Historically, the food policy in India has relied on protecting the poor from price rise and food shortages through the public distribution system (PDS). There have, however, been attempts to exclude the poor from the PDS by introducing targeting, setting arbitrary and low poverty lines, and most recently by linking the PDS to Aadhaar. Notwithstanding the recent improvements in the PDS, the Economic Survey 2016-17 made a case for scrapping the PDS and other such welfare programmes in favour of direct cash transfers.

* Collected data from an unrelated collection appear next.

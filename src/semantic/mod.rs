//! Semantic matching between question vocabulary and schema elements
//!
//! Terms are pulled out of the question, then scored against the `table.column`
//! universe of the current snapshot by one of two interchangeable strategies.

pub mod embedding;
pub mod lexical;
pub mod terms;

pub use embedding::{cosine_similarity, Embedder, Embedding, EmbeddingMatcher, HashingEmbedder};
pub use lexical::LexicalMatcher;
pub use terms::TermExtractor;

use crate::error::Result;
use crate::schema::SchemaSnapshot;
use async_trait::async_trait;
use serde::ser::{SerializeMap, Serializer};
use serde::{Deserialize, Serialize};

/// Term text emitted when a question yields nothing usable.
pub const NO_TERMS: &str = "__no_terms__";

/// Score given to date/time columns for calendar phrases.
pub const CALENDAR_SCORE: f32 = 0.8;

#[derive(Debug, Clone, PartialEq, Eq, Serialize, Deserialize)]
#[serde(tag = "kind", rename_all = "snake_case")]
pub enum TermKind {
    /// Single generic token
    Word,
    /// Domain phrase rewritten to schema vocabulary
    Phrase,
    /// Calendar reference or time window
    Temporal,
    /// Value of a category column found in the live data
    Category { column: String },
    /// Canonical gender category (`female` / `male`)
    Gender,
    /// Nothing usable was found
    Sentinel,
}

/// A normalized token or phrase taken from a question.
#[derive(Debug, Clone, PartialEq, Eq, Serialize, Deserialize)]
pub struct SemanticTerm {
    /// Normalized form used for matching
    pub text: String,
    /// Wording as it appeared in the question (or the dataset, for categories)
    pub surface: String,
    #[serde(flatten)]
    pub kind: TermKind,
}

impl SemanticTerm {
    pub fn new(text: impl Into<String>, surface: impl Into<String>, kind: TermKind) -> Self {
        Self {
            text: text.into(),
            surface: surface.into(),
            kind,
        }
    }

    pub fn word(text: &str) -> Self {
        Self::new(text, text, TermKind::Word)
    }

    pub fn sentinel() -> Self {
        Self::new(NO_TERMS, "", TermKind::Sentinel)
    }

    pub fn is_sentinel(&self) -> bool {
        self.kind == TermKind::Sentinel
    }

    /// The question's wording, or the normalized text when there is none.
    pub fn display(&self) -> &str {
        if self.surface.is_empty() {
            &self.text
        } else {
            &self.surface
        }
    }
}

#[derive(Debug, Clone, PartialEq, Serialize, Deserialize)]
pub struct MatchCandidate {
    pub element: String,
    pub score: f32,
}

impl MatchCandidate {
    pub fn new(element: impl Into<String>, score: f32) -> Self {
        Self {
            element: element.into(),
            score,
        }
    }
}

#[derive(Debug, Clone, PartialEq)]
pub struct TermMatches {
    pub term: SemanticTerm,
    pub candidates: Vec<MatchCandidate>,
}

/// Candidates per term, in extraction order. A term without candidates stays
/// in the map with an empty list.
#[derive(Debug, Clone, Default, PartialEq)]
pub struct SemanticMatchMap {
    entries: Vec<TermMatches>,
}

impl SemanticMatchMap {
    pub fn new() -> Self {
        Self::default()
    }

    pub fn push(&mut self, term: SemanticTerm, candidates: Vec<MatchCandidate>) {
        self.entries.push(TermMatches { term, candidates });
    }

    pub fn len(&self) -> usize {
        self.entries.len()
    }

    pub fn is_empty(&self) -> bool {
        self.entries.is_empty()
    }

    pub fn iter(&self) -> impl Iterator<Item = &TermMatches> {
        self.entries.iter()
    }

    /// Candidates for a term, looked up case-insensitively.
    pub fn get(&self, term: &str) -> Option<&[MatchCandidate]> {
        let term = term.to_lowercase();
        self.entries
            .iter()
            .find(|e| e.term.text.to_lowercase() == term)
            .map(|e| e.candidates.as_slice())
    }

    /// Whether at least one term kept a candidate.
    pub fn has_coverage(&self) -> bool {
        self.entries.iter().any(|e| !e.candidates.is_empty())
    }

    /// Copy keeping only candidates at or above `threshold`.
    pub fn filtered(&self, threshold: f32) -> Self {
        Self {
            entries: self
                .entries
                .iter()
                .map(|e| TermMatches {
                    term: e.term.clone(),
                    candidates: e
                        .candidates
                        .iter()
                        .filter(|c| c.score >= threshold)
                        .cloned()
                        .collect(),
                })
                .collect(),
        }
    }
}

impl Serialize for SemanticMatchMap {
    fn serialize<S: Serializer>(&self, serializer: S) -> std::result::Result<S::Ok, S::Error> {
        let mut map = serializer.serialize_map(Some(self.entries.len()))?;
        for entry in &self.entries {
            let pairs: Vec<(&str, f32)> = entry
                .candidates
                .iter()
                .map(|c| (c.element.as_str(), c.score))
                .collect();
            map.serialize_entry(&entry.term.text, &pairs)?;
        }
        map.end()
    }
}

#[derive(Debug, Clone, Copy, PartialEq, Eq, Serialize, Deserialize)]
pub enum CategoryKind {
    /// Proper nouns such as station names
    Entity,
    /// Small closed sets such as gender or weather conditions
    Enumerated,
}

#[derive(Debug, Clone, PartialEq)]
pub struct CategoryColumn {
    pub column: String,
    pub kind: CategoryKind,
    pub values: Vec<String>,
}

impl CategoryColumn {
    pub fn new(column: &str, values: Vec<String>) -> Self {
        let name = column.rsplit('.').next().unwrap_or(column);
        let kind = if name.contains("name") {
            CategoryKind::Entity
        } else {
            CategoryKind::Enumerated
        };
        Self {
            column: column.to_string(),
            kind,
            values,
        }
    }
}

/// Everything a question can be matched against.
#[derive(Debug, Clone, PartialEq)]
pub struct MatchUniverse {
    /// Snapshot version the universe was built from (0 for ad-hoc universes)
    pub version: u64,
    /// `table.column` identifiers
    pub elements: Vec<String>,
    /// Subset of `elements` holding dates or timestamps
    pub temporal: Vec<String>,
    pub categories: Vec<CategoryColumn>,
}

impl MatchUniverse {
    pub fn new(elements: Vec<String>) -> Self {
        Self {
            version: 0,
            elements,
            temporal: Vec::new(),
            categories: Vec::new(),
        }
    }

    pub fn from_snapshot(snapshot: &SchemaSnapshot) -> Self {
        Self {
            version: snapshot.version,
            elements: snapshot.all_columns().to_vec(),
            temporal: snapshot.temporal_columns(),
            categories: snapshot
                .categories
                .iter()
                .map(|(column, values)| CategoryColumn::new(column, values.clone()))
                .collect(),
        }
    }
}

#[derive(Debug, Clone, Copy, PartialEq)]
pub struct MatchOptions {
    pub threshold: f32,
    pub top_k: usize,
}

impl Default for MatchOptions {
    fn default() -> Self {
        Self {
            threshold: 0.4,
            top_k: 3,
        }
    }
}

/// One matching strategy.
#[async_trait]
pub trait SemanticMatcher: Send + Sync {
    fn name(&self) -> &'static str;

    fn extract_terms(&self, question: &str, universe: &MatchUniverse) -> Vec<SemanticTerm> {
        TermExtractor::default().extract(question, &universe.categories)
    }

    /// Score every term against the universe. An empty `terms` slice gives an
    /// empty map.
    async fn match_terms(
        &self,
        terms: &[SemanticTerm],
        universe: &MatchUniverse,
        options: MatchOptions,
    ) -> Result<SemanticMatchMap>;
}

/// Drop candidates under the threshold, keep the best score per element,
/// order by score and cut to `top_k`.
pub(crate) fn rank(candidates: Vec<MatchCandidate>, options: MatchOptions) -> Vec<MatchCandidate> {
    let mut kept: Vec<MatchCandidate> = Vec::new();
    for candidate in candidates.into_iter().filter(|c| c.score >= options.threshold) {
        match kept.iter_mut().find(|k| k.element == candidate.element) {
            Some(existing) if existing.score < candidate.score => existing.score = candidate.score,
            Some(_) => {}
            None => kept.push(candidate),
        }
    }
    kept.sort_by(|a, b| {
        b.score
            .partial_cmp(&a.score)
            .unwrap_or(std::cmp::Ordering::Equal)
            .then_with(|| a.element.cmp(&b.element))
    });
    kept.truncate(options.top_k);
    kept
}

/// Candidates for terms whose kind pins them to known columns.
///
/// Returns `None` when the term has to go through generic scoring.
pub(crate) fn resolve_structured(term: &SemanticTerm, universe: &MatchUniverse) -> Option<Vec<MatchCandidate>> {
    match &term.kind {
        TermKind::Sentinel => Some(Vec::new()),
        TermKind::Category { column } if universe.elements.contains(column) => {
            Some(vec![MatchCandidate::new(column.clone(), 1.0)])
        }
        TermKind::Temporal if !universe.temporal.is_empty() => Some(
            universe
                .temporal
                .iter()
                .map(|c| MatchCandidate::new(c.clone(), CALENDAR_SCORE))
                .collect(),
        ),
        TermKind::Gender => {
            let columns: Vec<MatchCandidate> = universe
                .categories
                .iter()
                .filter(|c| c.values.iter().any(|v| v.eq_ignore_ascii_case(&term.text)))
                .map(|c| MatchCandidate::new(c.column.clone(), 1.0))
                .collect();
            if columns.is_empty() {
                None
            } else {
                Some(columns)
            }
        }
        _ => None,
    }
}

/// Text used when a term falls through to generic scoring.
pub(crate) fn scoring_text(term: &SemanticTerm) -> &str {
    match term.kind {
        TermKind::Gender => "gender",
        _ => &term.text,
    }
}

#[cfg(test)]
mod tests {
    use super::*;
    use crate::schema::fixtures::bike_share_snapshot;

    #[test]
    fn test_display_prefers_question_wording() {
        let alias = SemanticTerm::new("duration", "ride time", TermKind::Phrase);
        assert_eq!(alias.display(), "ride time");
        assert_eq!(SemanticTerm::sentinel().display(), NO_TERMS);
    }

    #[test]
    fn test_rank_filters_sorts_and_truncates() {
        let ranked = rank(
            vec![
                MatchCandidate::new("a.x", 0.5),
                MatchCandidate::new("a.y", 0.9),
                MatchCandidate::new("a.z", 0.2),
                MatchCandidate::new("a.x", 0.7),
                MatchCandidate::new("a.w", 0.6),
            ],
            MatchOptions {
                threshold: 0.4,
                top_k: 2,
            },
        );
        assert_eq!(
            ranked,
            vec![MatchCandidate::new("a.y", 0.9), MatchCandidate::new("a.x", 0.7)]
        );
    }

    #[test]
    fn test_universe_from_snapshot() {
        let universe = MatchUniverse::from_snapshot(&bike_share_snapshot());
        assert_eq!(universe.version, 1);
        assert_eq!(universe.elements.len(), 13);
        assert_eq!(universe.temporal.len(), 3);

        let stations = universe
            .categories
            .iter()
            .find(|c| c.column == "stations.station_name")
            .unwrap();
        assert_eq!(stations.kind, CategoryKind::Entity);
        let gender = universe
            .categories
            .iter()
            .find(|c| c.column == "trips.rider_gender")
            .unwrap();
        assert_eq!(gender.kind, CategoryKind::Enumerated);
    }

    #[test]
    fn test_structured_resolution() {
        let universe = MatchUniverse::from_snapshot(&bike_share_snapshot());

        let station = SemanticTerm::new(
            "congress avenue",
            "Congress Avenue",
            TermKind::Category {
                column: "stations.station_name".to_string(),
            },
        );
        assert_eq!(
            resolve_structured(&station, &universe).unwrap(),
            vec![MatchCandidate::new("stations.station_name", 1.0)]
        );

        let women = SemanticTerm::new("female", "women", TermKind::Gender);
        assert_eq!(
            resolve_structured(&women, &universe).unwrap(),
            vec![MatchCandidate::new("trips.rider_gender", 1.0)]
        );

        let june = SemanticTerm::new("june 2025", "June 2025", TermKind::Temporal);
        assert_eq!(resolve_structured(&june, &universe).unwrap().len(), 3);

        assert!(resolve_structured(&SemanticTerm::sentinel(), &universe)
            .unwrap()
            .is_empty());
        assert!(resolve_structured(&SemanticTerm::word("distance"), &universe).is_none());
    }

    #[test]
    fn test_gender_without_category_values_scores_generically() {
        let universe = MatchUniverse::new(vec!["trips.rider_gender".to_string()]);
        let women = SemanticTerm::new("female", "women", TermKind::Gender);
        assert!(resolve_structured(&women, &universe).is_none());
        assert_eq!(scoring_text(&women), "gender");
    }

    #[test]
    fn test_match_map_serializes_in_order() {
        let mut map = SemanticMatchMap::new();
        map.push(
            SemanticTerm::word("started"),
            vec![MatchCandidate::new("trips.started_at", 0.7)],
        );
        map.push(SemanticTerm::word("capital"), vec![]);

        let json = serde_json::to_string(&map).unwrap();
        assert_eq!(json, r#"{"started":[["trips.started_at",0.7]],"capital":[]}"#);
        assert!(map.has_coverage());
        assert!(map.get("STARTED").is_some());
        assert!(!map.filtered(0.9).has_coverage());
    }
}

The track record of this BJP government on the agricultural front has been poor. The average agricultural growth during the first four years of the present government was only 2.4%. The real wage of agricultural labourers grew annually by 0.67% in this period. While drought did dampen the prospects in 2014-15 and 2015-16, the government did precious little to provide relief and the investment in agriculture declined in real terms. Add to this the crash in prices owing to demonetisation.
These failures are being hidden by tactics like stalling the release of data on farmer suicides for the past two years. Celebrating this MSP hike as historic and calling it a game changer is overblown at best and bad economics at worst.
Whether it is good politics or not will be answered in the forthcoming elections.
*From 1997-98, the MSP in paddy is given announced for two categories- common and grade A. Prior to that, MSP was announced for three categories-common, fine and super-fine.
Ishan Anand is a PhD scholar at Jawaharlal Nehru University, New Delhi.